This year, I’ve made and effort to read books outside of my typical genre. In other words, I’m reading more biographies, non-fiction, and fiction books. I also began listening to audio books via Audible. I’m still not sure if I count listening to an audio book as “reading a book”, but I think I’m in the minority on that one. So for now, listening to a book counts as reading a book.
With two young kids and a busy schedule, finding time to read for fun is challenging, but necessary. After each book, I plan to write three things I learned from the book; specifically after reading a non-fiction book. I’m doing this for two reasons: to continue my efforts in becoming a better writer and to record specific things that I gleaned from the book, some of which may be used in future sermon illustrations.
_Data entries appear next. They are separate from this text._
use std::collections::HashMap;

use chrono::{DateTime, Utc};

use crate::entities::{CsvRow, EventCounts, InventoryItem, MatchSide, Player, RowRejection};
use crate::services::normalize_beyblade_name;
use crate::utils::parse_played_at;
use crate::value_objects::{PlayerId, Side};

/// Players and their inventories, loaded once per import session and never
/// refreshed while rows are being resolved.
#[derive(Debug, Clone, Default)]
pub struct ReferenceSnapshot {
    players: Vec<Player>,
    inventories: HashMap<PlayerId, Vec<InventoryItem>>,
}

impl ReferenceSnapshot {
    pub fn new(players: Vec<Player>, inventories: HashMap<PlayerId, Vec<InventoryItem>>) -> Self {
        Self {
            players,
            inventories,
        }
    }

    pub fn players(&self) -> &[Player] {
        &self.players
    }

    pub fn find_player(&self, name: &str) -> Option<&Player> {
        let wanted = name.trim().to_lowercase();
        if wanted.is_empty() {
            return None;
        }
        self.players
            .iter()
            .find(|player| player.display_name.trim().to_lowercase() == wanted)
    }

    pub fn inventory(&self, player_id: &PlayerId) -> &[InventoryItem] {
        self.inventories
            .get(player_id)
            .map(Vec::as_slice)
            .unwrap_or_default()
    }

    /// Only the player's own inventory is searched.
    pub fn find_owned_beyblade(&self, player_id: &PlayerId, name: &str) -> Option<&InventoryItem> {
        let wanted = normalize_beyblade_name(name);
        self.inventory(player_id)
            .iter()
            .find(|item| normalize_beyblade_name(&item.name) == wanted)
    }

    fn available_names(&self, player_id: &PlayerId) -> String {
        let names = self
            .inventory(player_id)
            .iter()
            .map(|item| format!("\"{}\"", item.name))
            .collect::<Vec<_>>();
        if names.is_empty() {
            "none".to_string()
        } else {
            names.join(", ")
        }
    }
}

/// A batch row with every reference resolved to store identifiers.
#[derive(Debug, Clone, PartialEq)]
pub struct ResolvedMatch {
    pub external_id: String,
    pub side_a: MatchSide,
    pub side_b: MatchSide,
    pub winner: Side,
    pub played_at: DateTime<Utc>,
    /// The date cell was empty or unreadable and `played_at` is the import time.
    pub date_defaulted: bool,
    pub events: EventCounts,
}

impl ResolvedMatch {
    pub fn winner_player_id(&self) -> &PlayerId {
        match self.winner {
            Side::A => &self.side_a.player_id,
            Side::B => &self.side_b.player_id,
        }
    }
}

pub fn resolve_row(
    row: &CsvRow,
    snapshot: &ReferenceSnapshot,
    now: DateTime<Utc>,
) -> Result<ResolvedMatch, RowRejection> {
    let external_id = row.match_id.trim();
    if external_id.is_empty() {
        return Err(RowRejection::MissingExternalId);
    }

    let player_a = snapshot
        .find_player(&row.player1)
        .ok_or_else(|| RowRejection::UnknownPlayer(row.player1.clone()))?;
    let player_b = snapshot
        .find_player(&row.player2)
        .ok_or_else(|| RowRejection::UnknownPlayer(row.player2.clone()))?;

    let bey_a = owned_beyblade(snapshot, player_a, &row.player1_bey)?;
    let bey_b = owned_beyblade(snapshot, player_b, &row.player2_bey)?;

    let (score_a, score_b) = match (parse_score(&row.player1_score), parse_score(&row.player2_score))
    {
        (Some(a), Some(b)) => (a, b),
        _ => return Err(RowRejection::InvalidScores),
    };

    let winner = row
        .winner_side
        .ok_or_else(|| RowRejection::UnresolvedWinner(row.winner.clone()))?;

    let parsed_date = parse_played_at(&row.date);
    Ok(ResolvedMatch {
        external_id: external_id.to_string(),
        side_a: MatchSide {
            player_id: player_a.id.clone(),
            beyblade_id: bey_a.beyblade_id.clone(),
            score: score_a,
        },
        side_b: MatchSide {
            player_id: player_b.id.clone(),
            beyblade_id: bey_b.beyblade_id.clone(),
            score: score_b,
        },
        winner,
        date_defaulted: parsed_date.is_none(),
        played_at: parsed_date.unwrap_or(now),
        events: EventCounts {
            burst: parse_count(&row.bursts),
            knockout: parse_count(&row.knockouts),
            extreme_knockout: parse_count(&row.extreme_knockouts),
            spin_finish: parse_count(&row.spin_finishes),
        },
    })
}

fn owned_beyblade<'a>(
    snapshot: &'a ReferenceSnapshot,
    player: &Player,
    name: &str,
) -> Result<&'a InventoryItem, RowRejection> {
    snapshot
        .find_owned_beyblade(&player.id, name)
        .ok_or_else(|| RowRejection::UnknownBeyblade {
            player: player.display_name.clone(),
            beyblade: name.to_string(),
            available: snapshot.available_names(&player.id),
        })
}

/// Whole numbers only; participant scores are stored as integers.
fn parse_score(raw: &str) -> Option<i64> {
    raw.trim().parse::<i64>().ok()
}

/// Unreadable counts are treated as zero.
fn parse_count(raw: &str) -> i64 {
    raw.trim().parse::<i64>().unwrap_or(0)
}

#[cfg(test)]
mod tests {
    use super::*;
    use crate::services::parse_match_csv;
    use crate::value_objects::{AmbiguousWinnerPolicy, BeybladeId};
    use chrono::{Datelike, Local};

    fn snapshot() -> ReferenceSnapshot {
        let players = vec![
            Player {
                id: PlayerId::from("p-alex"),
                display_name: "Alex".to_string(),
            },
            Player {
                id: PlayerId::from("p-jordan"),
                display_name: "Jordan".to_string(),
            },
        ];
        let mut inventories = HashMap::new();
        inventories.insert(
            PlayerId::from("p-alex"),
            vec![InventoryItem {
                beyblade_id: BeybladeId::from("b-valkyrie"),
                name: "Valkyrie Wing".to_string(),
            }],
        );
        inventories.insert(
            PlayerId::from("p-jordan"),
            vec![InventoryItem {
                beyblade_id: BeybladeId::from("b-longinus"),
                name: "Longinus\u{2013}Destroy".to_string(),
            }],
        );
        ReferenceSnapshot::new(players, inventories)
    }

    fn row(line: &str) -> CsvRow {
        parse_match_csv(line, AmbiguousWinnerPolicy::Reject)
            .rows
            .into_iter()
            .next()
            .expect("parsed row")
    }

    #[test]
    fn worked_example_resolves_to_ids() {
        let parsed = row("match-001,Alex,Valkyrie Wing,1,Jordan,Longinus-Destroy,0,Alex,2/3/2026,0,1,0,0");
        let resolved = resolve_row(&parsed, &snapshot(), Utc::now()).expect("resolve");
        assert_eq!(resolved.external_id, "match-001");
        assert_eq!(resolved.winner_player_id(), &PlayerId::from("p-alex"));
        assert_eq!(resolved.side_a.beyblade_id, BeybladeId::from("b-valkyrie"));
        assert_eq!(resolved.side_b.beyblade_id, BeybladeId::from("b-longinus"));
        assert_eq!((resolved.side_a.score, resolved.side_b.score), (1, 0));
        assert_eq!(resolved.events.knockout, 1);
        assert!(!resolved.date_defaulted);
        let local = resolved.played_at.with_timezone(&Local);
        assert_eq!((local.year(), local.month(), local.day()), (2026, 2, 3));
    }

    #[test]
    fn players_match_case_insensitively() {
        let parsed = row("m1,ALEX,valkyrie  wing,1,jordan,LONGINUS - DESTROY,0,a");
        let err = resolve_row(&parsed, &snapshot(), Utc::now()).expect_err("spaced dash");
        assert!(matches!(err, RowRejection::UnknownBeyblade { .. }));

        let parsed = row("m1,ALEX,valkyrie  wing,1,jordan,LONGINUS-DESTROY,0,a");
        assert!(resolve_row(&parsed, &snapshot(), Utc::now()).is_ok());
    }

    #[test]
    fn beyblade_owned_by_someone_else_is_rejected() {
        let parsed = row("m1,Alex,Longinus Destroy,1,Jordan,Longinus Destroy,0,A");
        let err = resolve_row(&parsed, &snapshot(), Utc::now()).expect_err("not owned");
        assert_eq!(
            err,
            RowRejection::UnknownBeyblade {
                player: "Alex".to_string(),
                beyblade: "Longinus Destroy".to_string(),
                available: "\"Valkyrie Wing\"".to_string(),
            }
        );
    }

    #[test]
    fn unknown_player_and_bad_scores_are_rejected() {
        let parsed = row("m1,Sam,Valkyrie Wing,1,Jordan,Longinus-Destroy,0,A");
        assert_eq!(
            resolve_row(&parsed, &snapshot(), Utc::now()),
            Err(RowRejection::UnknownPlayer("Sam".to_string()))
        );

        let parsed = row("m1,Alex,Valkyrie Wing,x,Jordan,Longinus-Destroy,0,A");
        assert_eq!(
            resolve_row(&parsed, &snapshot(), Utc::now()),
            Err(RowRejection::InvalidScores)
        );
    }

    #[test]
    fn fractional_scores_are_rejected() {
        let parsed = row("m1,Alex,Valkyrie Wing,1.5,Jordan,Longinus-Destroy,0,A");
        assert_eq!(
            resolve_row(&parsed, &snapshot(), Utc::now()),
            Err(RowRejection::InvalidScores)
        );

        let parsed = row("m1,Alex,Valkyrie Wing, 3 ,Jordan,Longinus-Destroy,-1,A");
        let resolved = resolve_row(&parsed, &snapshot(), Utc::now()).expect("whole numbers");
        assert_eq!((resolved.side_a.score, resolved.side_b.score), (3, -1));
    }

    #[test]
    fn rejected_winner_and_defaulted_date() {
        let now = Utc::now();
        let parsed = row("m1,Alex,Valkyrie Wing,1,Jordan,Longinus-Destroy,0,Sam");
        assert_eq!(
            resolve_row(&parsed, &snapshot(), now),
            Err(RowRejection::UnresolvedWinner("Sam".to_string()))
        );

        let parsed = row("m1,Alex,Valkyrie Wing,1,Jordan,Longinus-Destroy,0,B,not a date,x,,0,0");
        let resolved = resolve_row(&parsed, &snapshot(), now).expect("resolve");
        assert!(resolved.date_defaulted);
        assert_eq!(resolved.played_at, now);
        assert_eq!(resolved.events, EventCounts::default());
        assert_eq!(resolved.winner_player_id(), &PlayerId::from("p-jordan"));
    }
}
The first book in this series is Grant by Ron Chernow. This was the first audio book I listened to via my Audible subscription. It’s a pretty big book and took roughly 48 hours to listen to the entire thing. The book is a historical account of Ulysses S. Grant, Northern Army General in the Civil War and 18th President of the United States. Here’s three things I learned about the man who is portrayed on the American $50 bill.
1. Identity Issues.
Ulysses struggled early on with his identity. The successful general and president fought early on in his life to figure out “who he was”. He struggled with alcoholism and as a result, was discharged from the military. This led him into a deep time of depression and poverty. He tried his hand at different occupations, but nothing ever suited him, that is, until he reenlisted at the forefront of the Civil War, eventually promoting to the highest position in the Northern States Military.
Grant’s identity issues stem all the way back to when he was a child. He was born “Hiram Ulysses Grant”, giving him the unfortunate initials of H.U.G., a favorite monicker used by the boys on the play ground in reference to Grant. Things changed when he entered West Point when a congressional referral incorrectly wrote Ulysses S. Grant on the application. Grant stuck with the name which eventually led to nicknames as “U.S. Grant”, “Unconditional Surrender Grant”, and “Uncle Sam Grant”.
2. The Presidential Years.
Grants years as president were viewed unfavorably, mainly because from a business standpoint, Grant was often fooled by con men. Recent history now highly favors Grant’s presidency because of the incredible challenge of reuniting a divided nation. Interesting, during this era, presidents didn’t campaign or even decided to enter the race; they were chosen by their peers. Grant had no interest in being a politician, yet the people elected him. He is credited from keeping the country from reentering another Civil War by being gracious and considering to the men and leaders of the Confederate Army. He never considered having them killed for treason, but instead saw an opportunity for reconciliation.
3. Grant’s Fight Against Slavery.
Grant was a strong proponent of the anti-slavery movement, which was an unpopular opinion where he grew up. His father-in-law considered killing him due to his stance on slavery. As General and President, he often employed former slaves and aided in their efforts to move up in society. On his death bed, he wrote a letter of recommendation for his butler, Harrison Terrell, a man who was born into slavery so he could take a job as a War Department messenger.
Here is an excerpt from the book which displays Grant’s hatred of racism and slavery. “Terrell’s son Robert had just graduated cum laude from Harvard. While he was there, Grant had provided him with a beautiful letter to obtain summer work in the Boston Custom House: ‘My special interest in him is from the fact that his father – a most estimable man – is my butler, beside I should feel an interest in any young man, white or colored, who had the courage and ability to graduate himself at Harvard without other pecuniary aid than what he could earn’.
Robert Terrell was to become friend Booker T. Washington and become the first black municipal judge in Washington.”
Grant also was highly involved in fighting the Klu Klux Klan and their evil. He appointed men to go after them at prosecute their crimes. His hatred for racism and slavery was on display in his personal life and in his politics. It was even a concern of his moments before he passed away.
I highly recommend this incredible book. I found every aspect of Grant’s life fascinating. there’s much more to be said, but I’ll leave it to you to grab a copy of this book and read – or listen to it.